Fact of the Week: Millions of People are Lifted Out of Poverty by Programs Like Social Security, Low-income Tax Credits, and SNAP/Food Stamps
More than 48 million people were poor in the U.S. in 2013. But if Social Security did not exist, more than 75 million people would have been poor. Most of us have elderly parents or other relatives for whom Social Security is an absolutely essential part of their monthly budget. A new report by the U.S. Census Bureau shows just how essential Social Security is. And not only Social Security – two tax credits that provide refund checks lift 8.8 million people in working families out of poverty (EITC and the Child Tax Credit). SNAP/food stamps keeps 4.8 million people from being poor.
The Census Bureau has been doing research into a more accurate way of assessing poverty. Since 2009, it has been calculating a Supplemental Poverty Measure (SPM), taking into account income and expenses that don’t count in the official poverty statistics. For example, SNAP/food stamps and refundable tax credits are not counted in the income estimates in the official poverty measure, but they are counted in the Supplemental Poverty Measure. It’s also true that failing to count work-related expenses, housing costs, out-of-pocket medical expenses, tax payments, or child support paid will reduce the accuracy of poverty surveys. The Supplemental measure counts those; the official poverty calculations do not.
The upshot of all this? This research shows that critically important programs help people. That may not seem like a brilliantly incisive insight, but when right wing policy makers and pundits dispute the effectiveness of most programs, it helps to document the good they do. A graph below from the Census Bureau has more examples of helpful programs (and expenses that drop people below the poverty line).
The report makes some other points as well. It shows less poverty among children, as compared to the official poverty stats, because children are most likely to benefit from SNAP and the refundable tax credits. Counting those benefits reduces the number of children in extreme poverty – living in families below 50 percent of the poverty line. Using the official measure, 9.3 percent of all children were living in such deep poverty. The SPM reduces the proportion of extremely poor children to 4.4 percent. There is more poverty among people over 65, in large part because they have high medical costs that are not covered by insurance.

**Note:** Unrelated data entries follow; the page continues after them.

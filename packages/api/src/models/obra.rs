//! # Obra — a construction or renovation engagement tied to one client
//!
//! Like [`Cliente`](crate::Cliente), the backend keeps one flat row with a
//! `tipoObra` discriminator and nullable `cno`/`descricao` columns. The
//! per-type required field is expressed here as [`ObraDetalhe`]: a
//! construction always carries its CNO registry code, a renovation always
//! carries its description.
//!
//! Creation goes over multipart (text fields plus up to [`MAX_FOTOS`] photo
//! parts under the `fotos` key); listing comes back as JSON.

use serde::{Deserialize, Serialize};

/// Hard cap on photo attachments per obra, enforced client-side before the
/// request is built and server-side by the upload middleware.
pub const MAX_FOTOS: usize = 10;

#[derive(Debug, Clone, Copy, PartialEq, Eq, Serialize, Deserialize)]
pub enum TipoObra {
    #[serde(rename = "CONSTRUCAO")]
    Construcao,
    #[serde(rename = "REFORMA")]
    Reforma,
}

/// The per-type payload: CNO for constructions, description for renovations.
#[derive(Debug, Clone, PartialEq, Eq)]
pub enum ObraDetalhe {
    Construcao { cno: String },
    Reforma { descricao: String },
}

impl ObraDetalhe {
    pub fn tipo(&self) -> TipoObra {
        match self {
            ObraDetalhe::Construcao { .. } => TipoObra::Construcao,
            ObraDetalhe::Reforma { .. } => TipoObra::Reforma,
        }
    }
}

/// Photo attachment as returned by the backend.
#[derive(Debug, Clone, PartialEq, Serialize, Deserialize)]
#[serde(rename_all = "camelCase")]
pub struct Foto {
    pub id: i64,
    pub url: String,
    pub obra_id: i64,
}

/// An obra as returned by `GET /obras`. Read-only after creation.
#[derive(Debug, Clone, PartialEq, Deserialize)]
#[serde(try_from = "ObraDto")]
pub struct Obra {
    pub id: i64,
    pub nome_obra: String,
    pub detalhe: ObraDetalhe,
    pub cliente_id: i64,
    pub endereco_completo: String,
    /// ISO date string (YYYY-MM-DD).
    pub data_inicio: String,
    pub previsao_entrega: String,
    pub fotos: Vec<Foto>,
    /// Name of the owning client, when the backend joins it in.
    pub cliente_nome: Option<String>,
}

#[derive(Debug, Clone, Deserialize)]
#[serde(rename_all = "camelCase")]
struct ObraDto {
    id: i64,
    nome_obra: String,
    tipo_obra: TipoObra,
    #[serde(default)]
    cno: Option<String>,
    #[serde(default)]
    descricao: Option<String>,
    cliente_id: i64,
    endereco_completo: String,
    data_inicio: String,
    previsao_entrega: String,
    #[serde(default)]
    fotos: Vec<Foto>,
    #[serde(default)]
    cliente: Option<ClienteRef>,
}

#[derive(Debug, Clone, Deserialize)]
#[serde(rename_all = "camelCase")]
struct ClienteRef {
    nome_ou_razao: String,
}

impl TryFrom<ObraDto> for Obra {
    type Error = String;

    fn try_from(dto: ObraDto) -> Result<Self, Self::Error> {
        let detalhe = match (dto.tipo_obra, dto.cno, dto.descricao) {
            (TipoObra::Construcao, Some(cno), _) => ObraDetalhe::Construcao { cno },
            (TipoObra::Reforma, _, Some(descricao)) => ObraDetalhe::Reforma { descricao },
            (TipoObra::Construcao, None, _) => {
                return Err("obra CONSTRUCAO is missing its cno".to_string())
            }
            (TipoObra::Reforma, _, None) => {
                return Err("obra REFORMA is missing its descricao".to_string())
            }
        };
        Ok(Obra {
            id: dto.id,
            nome_obra: dto.nome_obra,
            detalhe,
            cliente_id: dto.cliente_id,
            endereco_completo: dto.endereco_completo,
            data_inicio: dto.data_inicio,
            previsao_entrega: dto.previsao_entrega,
            fotos: dto.fotos,
            cliente_nome: dto.cliente.map(|c| c.nome_ou_razao),
        })
    }
}

/// Text fields of a new obra. Photos travel separately as multipart parts.
#[derive(Debug, Clone, PartialEq)]
pub struct ObraPayload {
    pub nome_obra: String,
    pub detalhe: ObraDetalhe,
    pub cliente_id: i64,
    pub endereco_completo: String,
    pub data_inicio: String,
    pub previsao_entrega: String,
}

impl ObraPayload {
    /// Multipart text fields in the backend's naming. The inapplicable
    /// conditional column is simply absent, never an empty string.
    pub fn form_fields(&self) -> Vec<(&'static str, String)> {
        let mut fields = vec![
            ("nomeObra", self.nome_obra.clone()),
            ("tipoObra", tipo_obra_label(self.detalhe.tipo()).to_string()),
            ("clienteId", self.cliente_id.to_string()),
            ("enderecoCompleto", self.endereco_completo.clone()),
            ("dataInicio", self.data_inicio.clone()),
            ("previsaoEntrega", self.previsao_entrega.clone()),
        ];
        match &self.detalhe {
            ObraDetalhe::Construcao { cno } => fields.push(("cno", cno.clone())),
            ObraDetalhe::Reforma { descricao } => fields.push(("descricao", descricao.clone())),
        }
        fields
    }
}

fn tipo_obra_label(tipo: TipoObra) -> &'static str {
    match tipo {
        TipoObra::Construcao => "CONSTRUCAO",
        TipoObra::Reforma => "REFORMA",
    }
}

/// A photo selected in the browser, ready to become a multipart part.
#[derive(Debug, Clone, PartialEq)]
pub struct FotoUpload {
    pub file_name: String,
    pub mime: String,
    pub bytes: Vec<u8>,
}

#[cfg(test)]
mod tests {
    use super::*;

    #[test]
    fn construcao_fields_carry_cno_and_no_descricao() {
        let payload = ObraPayload {
            nome_obra: "Edifício Central".to_string(),
            detalhe: ObraDetalhe::Construcao {
                cno: "123456789012".to_string(),
            },
            cliente_id: 3,
            endereco_completo: "Rua A, 1".to_string(),
            data_inicio: "2026-01-10".to_string(),
            previsao_entrega: "2027-06-30".to_string(),
        };
        let fields = payload.form_fields();
        assert!(fields.contains(&("tipoObra", "CONSTRUCAO".to_string())));
        assert!(fields.contains(&("cno", "123456789012".to_string())));
        assert!(!fields.iter().any(|(k, _)| *k == "descricao"));
    }

    #[test]
    fn reforma_fields_carry_descricao_and_no_cno() {
        let payload = ObraPayload {
            nome_obra: "Reforma da fachada".to_string(),
            detalhe: ObraDetalhe::Reforma {
                descricao: "Troca completa do revestimento".to_string(),
            },
            cliente_id: 3,
            endereco_completo: "Rua B, 2".to_string(),
            data_inicio: "2026-02-01".to_string(),
            previsao_entrega: "2026-08-01".to_string(),
        };
        let fields = payload.form_fields();
        assert!(fields.contains(&("tipoObra", "REFORMA".to_string())));
        assert!(fields
            .contains(&("descricao", "Troca completa do revestimento".to_string())));
        assert!(!fields.iter().any(|(k, _)| *k == "cno"));
    }

    #[test]
    fn obra_listing_decodes_the_joined_cliente_name() {
        let json = serde_json::json!({
            "id": 1,
            "nomeObra": "Edifício Central",
            "tipoObra": "CONSTRUCAO",
            "cno": "123456789012",
            "descricao": null,
            "clienteId": 3,
            "enderecoCompleto": "Rua A, 1",
            "dataInicio": "2026-01-10",
            "previsaoEntrega": "2027-06-30",
            "fotos": [{"id": 9, "url": "/uploads/9.jpg", "obraId": 1}],
            "cliente": {"nomeOuRazao": "Construtora Alfa"}
        });
        let obra: Obra = serde_json::from_value(json).unwrap();
        assert_eq!(
            obra.detalhe,
            ObraDetalhe::Construcao { cno: "123456789012".to_string() }
        );
        assert_eq!(obra.cliente_nome.as_deref(), Some("Construtora Alfa"));
        assert_eq!(obra.fotos.len(), 1);
    }

    #[test]
    fn reforma_without_descricao_is_rejected() {
        let json = serde_json::json!({
            "id": 1,
            "nomeObra": "Reforma",
            "tipoObra": "REFORMA",
            "clienteId": 3,
            "enderecoCompleto": "Rua A, 1",
            "dataInicio": "2026-01-10",
            "previsaoEntrega": "2026-06-30"
        });
        assert!(serde_json::from_value::<Obra>(json).is_err());
    }
}
//! Redeems an emailed token for a new password.

use dioxus::prelude::*;
use ui::components::{Button, ButtonVariant, ErrorBanner, Input};
use ui::forms::{ResetPasswordForm, Submission};
use ui::use_api;

use crate::Route;

#[component]
pub fn ResetPassword() -> Element {
    let api = use_api();
    let nav = use_navigator();
    let mut form = use_signal(ResetPasswordForm::new);
    let mut banner = use_signal(|| Option::<String>::None);
    let mut submission = use_signal(Submission::new);

    let handle_submit = move |evt: FormEvent| {
        evt.prevent_default();
        let api = api.clone();
        spawn(async move {
            banner.set(None);

            let validated = form.read().payload();
            let payload = match validated {
                Ok(payload) => payload,
                Err(errors) => {
                    form.write().errors = errors;
                    return;
                }
            };

            if !submission.write().begin() {
                return;
            }
            match api.reset_password(&payload).await {
                Ok(_) => {
                    submission.write().finish();
                    nav.replace(Route::Login {});
                }
                Err(err) => {
                    submission.write().finish();
                    banner.set(Some(err.message()));
                }
            }
        });
    };

    let loading = submission.read().in_flight();
    let state = form.read().clone();

    rsx! {
        div { class: "page page-center",
            div { class: "card card-narrow",
                h1 { class: "page-title", "Redefinir senha" }
                p { class: "page-subtitle", "Informe o token recebido por email" }

                form { class: "form", onsubmit: handle_submit,
                    ErrorBanner { message: banner() }

                    Input {
                        label: "Email",
                        r#type: "email",
                        value: state.email.clone(),
                        error: state.errors.email.clone(),
                        disabled: loading,
                        oninput: move |evt: FormEvent| form.write().set_email(&evt.value()),
                    }
                    Input {
                        label: "Token",
                        value: state.token.clone(),
                        error: state.errors.token.clone(),
                        disabled: loading,
                        oninput: move |evt: FormEvent| form.write().set_token(&evt.value()),
                    }
                    Input {
                        label: "Nova senha",
                        r#type: "password",
                        value: state.new_password.clone(),
                        error: state.errors.new_password.clone(),
                        disabled: loading,
                        oninput: move |evt: FormEvent| form.write().set_new_password(&evt.value()),
                    }

                    Button {
                        variant: ButtonVariant::Primary,
                        r#type: "submit",
                        disabled: loading,
                        if loading { "Salvando..." } else { "Redefinir senha" }
                    }
                }

                div { class: "page-links",
                    Link { to: Route::Login {}, "Voltar ao login" }
                }
            }
        }
    }
}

Using the Supplemental Poverty Measure illuminates a greater percentage of people living in near poverty. While the SPM, by counting means-tested benefits, bumps people over the poverty line, there are increased numbers living just over the line: while the official measure counted 9.6 percent living between 100 percent and 149 percent of the poverty line, the SPM finds 14.4 percent at that modest level (for SPM, a family with 2 adults and 2 children would have income of less than $25,639 to be poor; between that and $38,202 to be below 150 percent of the poverty threshold). Those proportions are growing because benefits decline while work expenses and taxes rise.
In addition, while the anti-poverty effectiveness of most programs has not changed much the last couple of years, this is not true of Unemployment Insurance. In 2011, taking away unemployment benefits would have increased the poverty rate by 1.2 percentage points (from 15.5 percent to 16.7 percent). In 2013, eliminating unemployment insurance would raise the poverty rate of working age adults from 15.5 percent to 16 percent – only a half-percentage point increase. Unemployment benefits lifted fewer out of poverty because fewer people got them. In 2012, 7.4 percent of people in families received UI benefits, but in 2013, only 6.1 percent of people in families did so.
With Election Day less than 3 weeks away, it’s important that we do what we can to make sure these issues are a part of the debates happening all across the country. When Congress returns for its lame duck session in November, they’ll resume work on the budgets for these critical programs for the remainder of this fiscal year. And it’ll be just as important that we all use this data to remind them that behind the dollars are children and adults whose lives can be dramatically improved by these programs if we fund them adequately.